Quality Assessment of Studies

Quality assessment was independently performed by the two investigators using the Jadad scale, a widely utilized tool to assess methodological quality of clinical trials (22). Individual studies were assessed for randomization, blinding, and description of patient withdrawal and dropouts to generate a Jadad score between 0–5. Discrepancies were resolved by discussion and consensus between the two investigators and if necessary, with the assistance of other trained investigators in the department.

Statistical Analysis

For each trial, RR with a 95% CI for success rate and incidence of accidental arterial puncture were calculated. MD and a 95% CI for continuous data including number of attempts required and time to cannulation were calculated. Meta-analysis of the pooled data was performed using the Comprehensive Meta-Analysis software Version 3 (Biostat, Englewood, NJ). For studies reporting zero events in any group, a continuity correction factor of 0.5 was adopted to calculate the RR and variance. In the event of zero events in both groups, the RR was not calculable and the study was excluded from the meta-analysis. Both the fixed-effects model and random-effects model were considered, depending on the heterogeneity of the included studies. To assess the heterogeneity between studies, both Cochrane’s Q statistic and I2 statistic was used. Heterogeneity was considered statistically significant when P < 0.05 or I2 > 50. If heterogeneity was observed, data were analyzed using a random-effects model. Conversely, in the absence of heterogeneity, a fixed-effects model was assumed. Sensitivity analyses were conducted to determine the influence of each study on the overall relative risk estimates by omitting each study in succession. Publication bias regarding the primary outcome (cannulation success rate) was first visually evaluated by a funnel plot, and further evaluated using Egger’s and Begg’s tests. A two-tailed P value of <0.05 was considered statistically significant.

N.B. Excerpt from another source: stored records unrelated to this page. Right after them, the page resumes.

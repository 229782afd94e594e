//! Service resolution.
//!
//! Every service instance in the instance tree is bound to whatever realizes
//! it: a builtin instance of the same service in the nearest enclosing
//! instance (searching the instance itself first, then its ancestors up to the
//! root), or, for host services, a host endpoint.

use crate::errors::BuildError;
use std::collections::BTreeMap;
use weft_common::Interner;
use weft_ir::{
    AppIdPath, HwGraph, InstanceId, ServiceInstanceId, ServiceProvider, ServiceRole,
};

/// A service instance served by a builtin.
#[derive(Debug, Clone, PartialEq, Eq)]
pub struct ClientRef {
    /// Instance declaring the service instance.
    pub instance: InstanceId,
    /// The service instance within that instance's module.
    pub service_instance: ServiceInstanceId,
    /// Full AppID path of the service instance.
    pub path: AppIdPath,
    /// The operation name.
    pub operation: String,
}

/// A builtin instance together with every service instance it serves.
#[derive(Debug, Clone, PartialEq, Eq)]
pub struct BuiltinImpl {
    /// Instance containing the builtin.
    pub instance: InstanceId,
    /// Position in the module's builtin list.
    pub builtin: u32,
    /// Full AppID path of the builtin.
    pub path: AppIdPath,
    /// Position of the service in the graph.
    pub service: u32,
    /// The service name.
    pub service_name: String,
    /// The implementation tag.
    pub tag: String,
    /// Clients in instance-tree order. Their position is their arbitration
    /// priority under fixed-priority arbitration.
    pub clients: Vec<ClientRef>,
}

/// A service instance realized by the host.
#[derive(Debug, Clone, PartialEq, Eq)]
pub struct HostEndpoint {
    /// Instance declaring the service instance.
    pub instance: InstanceId,
    /// The service instance within that instance's module.
    pub service_instance: ServiceInstanceId,
    /// Full AppID path; the address host software uses.
    pub path: AppIdPath,
    /// The service name.
    pub service: String,
    /// The operation name.
    pub operation: String,
    /// `Client` when the host originates the bundle, `Server` when it serves
    /// a call.
    pub role: ServiceRole,
}

/// What a service instance resolved to.
#[derive(Debug, Clone, Copy, PartialEq, Eq)]
pub enum Resolution {
    /// Index into [`ServiceMap::builtins`].
    Builtin(usize),
    /// Index into [`ServiceMap::hosts`].
    Host(usize),
}

/// The resolved service graph of a system.
#[derive(Debug, Clone, Default)]
pub struct ServiceMap {
    /// Builtin instances in instance-tree order.
    pub builtins: Vec<BuiltinImpl>,
    /// Host endpoints in instance-tree order.
    pub hosts: Vec<HostEndpoint>,
    resolutions: BTreeMap<(InstanceId, ServiceInstanceId), Resolution>,
}

impl ServiceMap {
    /// Resolves every service instance in `graph`.
    pub fn resolve(graph: &HwGraph, interner: &Interner) -> Result<Self, BuildError> {
        let mut map = ServiceMap::default();

        for (inst_id, inst) in graph.instances.iter() {
            let def = &graph.modules[inst.module];
            for (index, builtin) in def.builtins.iter().enumerate() {
                map.builtins.push(BuiltinImpl {
                    instance: inst_id,
                    builtin: index as u32,
                    path: inst.path.child(builtin.appid.clone()),
                    service: builtin.service,
                    service_name: graph.service(builtin.service).name().to_string(),
                    tag: interner.resolve(builtin.tag).to_string(),
                    clients: Vec::new(),
                });
            }
        }

        for (inst_id, inst) in graph.instances.iter() {
            let def = &graph.modules[inst.module];
            for (sid, svc) in def.services.iter() {
                let decl = graph.service(svc.service);
                let operation = decl.operations()[svc.operation as usize].name.clone();
                let path = inst.path.child(svc.appid.clone());
                let resolution = match decl.provider() {
                    ServiceProvider::Host => {
                        map.hosts.push(HostEndpoint {
                            instance: inst_id,
                            service_instance: sid,
                            path,
                            service: decl.name().to_string(),
                            operation,
                            role: svc.role,
                        });
                        Resolution::Host(map.hosts.len() - 1)
                    }
                    ServiceProvider::Builtin => {
                        let index = map
                            .nearest_builtin(graph, inst_id, svc.service)
                            .ok_or_else(|| BuildError::UnresolvedService {
                                path: path.to_string(),
                                service: decl.name().to_string(),
                            })?;
                        tracing::debug!(client = %path, builtin = %map.builtins[index].path, "resolved service instance");
                        map.builtins[index].clients.push(ClientRef {
                            instance: inst_id,
                            service_instance: sid,
                            path,
                            operation,
                        });
                        Resolution::Builtin(index)
                    }
                };
                map.resolutions.insert((inst_id, sid), resolution);
            }
        }
        Ok(map)
    }

    fn nearest_builtin(&self, graph: &HwGraph, from: InstanceId, service: u32) -> Option<usize> {
        graph.ancestors(from).into_iter().find_map(|ancestor| {
            self.builtins
                .iter()
                .position(|b| b.instance == ancestor && b.service == service)
        })
    }

    /// Returns what the service instance `sid` of `instance` resolved to.
    pub fn resolution(&self, instance: InstanceId, sid: ServiceInstanceId) -> Option<Resolution> {
        self.resolutions.get(&(instance, sid)).copied()
    }

    /// Finds a host endpoint by its displayed AppID path.
    pub fn host_endpoint(&self, path: &str) -> Option<(usize, &HostEndpoint)> {
        self.hosts
            .iter()
            .enumerate()
            .find(|(_, h)| h.path.to_string() == path)
    }

    /// Returns the number of resolved service instances.
    pub fn len(&self) -> usize {
        self.resolutions.len()
    }

    /// Returns `true` if the design has no service instances.
    pub fn is_empty(&self) -> bool {
        self.resolutions.is_empty()
    }
}
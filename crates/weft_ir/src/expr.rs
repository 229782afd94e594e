//! Combinational expressions inside a module definition.

use crate::ids::{ChannelId, ExprId, TypeId};
use serde::{Deserialize, Serialize};

/// A combinational expression node. Operands refer to other nodes of the same
/// module definition.
#[derive(Clone, PartialEq, Eq, Hash, Debug, Serialize, Deserialize)]
pub enum Expr {
    /// A constant bit pattern.
    Const(u64),
    /// The module input port at this position.
    Port(u32),
    /// The payload of a channel in this module.
    ChannelData(ChannelId),
    /// The `valid` signal of a channel in this module.
    ChannelValid(ChannelId),
    /// The `ready` signal of a channel in this module.
    ChannelReady(ChannelId),
    /// A struct built from field values, in the struct type's field order.
    Struct(Vec<ExprId>),
    /// Field `index` of a struct value.
    Field {
        /// The struct-typed operand.
        base: ExprId,
        /// Position of the field in the struct type.
        index: u32,
    },
    /// Single-bit AND.
    And(ExprId, ExprId),
    /// Single-bit OR.
    Or(ExprId, ExprId),
    /// Single-bit NOT.
    Not(ExprId),
    /// Result `index` of the builtin instance at position `builtin`.
    BuiltinResult {
        /// Position in the module's builtin list.
        builtin: u32,
        /// Position in the builtin's result list.
        index: u32,
    },
}

/// A typed handle to an expression, as handed to construction functions.
#[derive(Clone, Copy, PartialEq, Eq, Hash, Debug, Serialize, Deserialize)]
pub struct Value {
    /// The expression node.
    pub expr: ExprId,
    /// The interned type of the expression.
    pub ty: TypeId,
}

impl Value {
    /// Creates a value handle.
    pub fn new(expr: ExprId, ty: TypeId) -> Self {
        Self { expr, ty }
    }
}
//! The compile stage: validation, service resolution, manifest collection
//! and backend lowering.

use crate::backend::{Artifact, Backend, LoweringInput};
use crate::errors::{warning_idle_builtin, BuildError};
use crate::manifest::{Manifest, ManifestInfo};
use crate::resolve::ServiceMap;
use crate::validate::validate;
use weft_common::{ContentHash, Interner};
use weft_config::{Arbitration, BackendPreset};
use weft_diagnostics::DiagnosticSink;
use weft_ir::HwGraph;

/// A validated, resolved and lowered design.
#[derive(Debug, Clone)]
pub struct CompiledDesign {
    /// The system name.
    pub name: String,
    /// The system version.
    pub version: String,
    /// The generated graph.
    pub graph: HwGraph,
    /// Where every service instance is served.
    pub services: ServiceMap,
    /// The collected manifest.
    pub manifest: Manifest,
    /// Files produced by the backend, not yet written.
    pub artifacts: Vec<Artifact>,
    /// The backend preset compiled for.
    pub backend: BackendPreset,
    /// Arbitration policy for shared builtins.
    pub arbitration: Arbitration,
    /// Fingerprint of `graph`.
    pub fingerprint: ContentHash,
}

impl CompiledDesign {
    /// Returns the artifact at `path`, if the backend produced one.
    pub fn artifact(&self, path: &str) -> Option<&Artifact> {
        self.artifacts.iter().find(|a| a.path.as_os_str() == path)
    }
}

/// Compiles `graph` for `backend`.
pub fn compile(
    name: &str,
    version: &str,
    graph: HwGraph,
    interner: &Interner,
    backend: &dyn Backend,
    arbitration: Arbitration,
    sink: &DiagnosticSink,
) -> Result<CompiledDesign, BuildError> {
    validate(&graph, interner, backend, sink)?;

    let services = ServiceMap::resolve(&graph, interner)?;
    for builtin in services.builtins.iter().filter(|b| b.clients.is_empty()) {
        let path = builtin.path.to_string();
        tracing::warn!(builtin = %path, tag = %builtin.tag, "builtin has no clients");
        sink.emit(warning_idle_builtin(&path, &builtin.tag));
    }

    let info = ManifestInfo {
        name,
        version,
        backend: backend.preset(),
        arbitration,
    };
    let manifest = Manifest::collect(&info, &graph, &services, interner)?;
    let fingerprint = graph.fingerprint()?;

    let artifacts = backend.lower(&LoweringInput {
        system_name: name,
        graph: &graph,
        services: &services,
        manifest: &manifest,
        interner,
        arbitration,
    })?;
    tracing::debug!(artifacts = artifacts.len(), "lowered design");

    Ok(CompiledDesign {
        name: name.to_string(),
        version: version.to_string(),
        graph,
        services,
        manifest,
        artifacts,
        backend: backend.preset(),
        arbitration,
        fingerprint,
    })
}
//! WeftIR, the materialized hardware graph produced by `generate()`.
//!
//! This crate defines the types that describe a generated system: module
//! definitions with their expressions, channels, bundles, service instances
//! and builtin instances ([`ModuleDef`]), the instance tree addressed by
//! [`AppIdPath`], service declarations ([`ServiceDecl`]), and the interned
//! type database ([`TypeDb`]). Everything after generation (validation,
//! service resolution, backend lowering, simulation) reads a [`HwGraph`].

#![warn(missing_docs)]

pub mod appid;
pub mod arena;
pub mod expr;
pub mod graph;
pub mod ids;
pub mod metadata;
pub mod module;
pub mod service;
pub mod types;

pub use appid::{AppId, AppIdPath};
pub use arena::{Arena, ArenaId};
pub use expr::{Expr, Value};
pub use graph::{HwGraph, Instance};
pub use ids::{BundleId, ChannelId, ExprId, InstanceId, ModuleDefId, ServiceInstanceId, TypeId};
pub use metadata::Metadata;
pub use module::{
    BuiltinInstance, Bundle, BundleEnd, Channel, ChildInstance, Consumer, ModuleDef, PortDef,
    Producer, RoleSlot, ServiceInstance, ServiceRole,
};
pub use service::{address_width, MemoryShape, OperationDecl, ServiceDecl, ServiceProvider};
pub use types::{BundlePort, BundleType, ChannelDirection, Type, TypeDb};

Subgroup analysis was performed based on operator experience (junior operators were defined as resident physicians in training, while senior operators were defined as fellows who have completed residency training and are in fellowship training or attending physicians) and the site of cannulation (internal jugular, subclavian, and femoral vein).

Disclosure

All authors listed declare that there are no conflicts of interest, and have not accepted financial sponsorship in producing and presenting this article.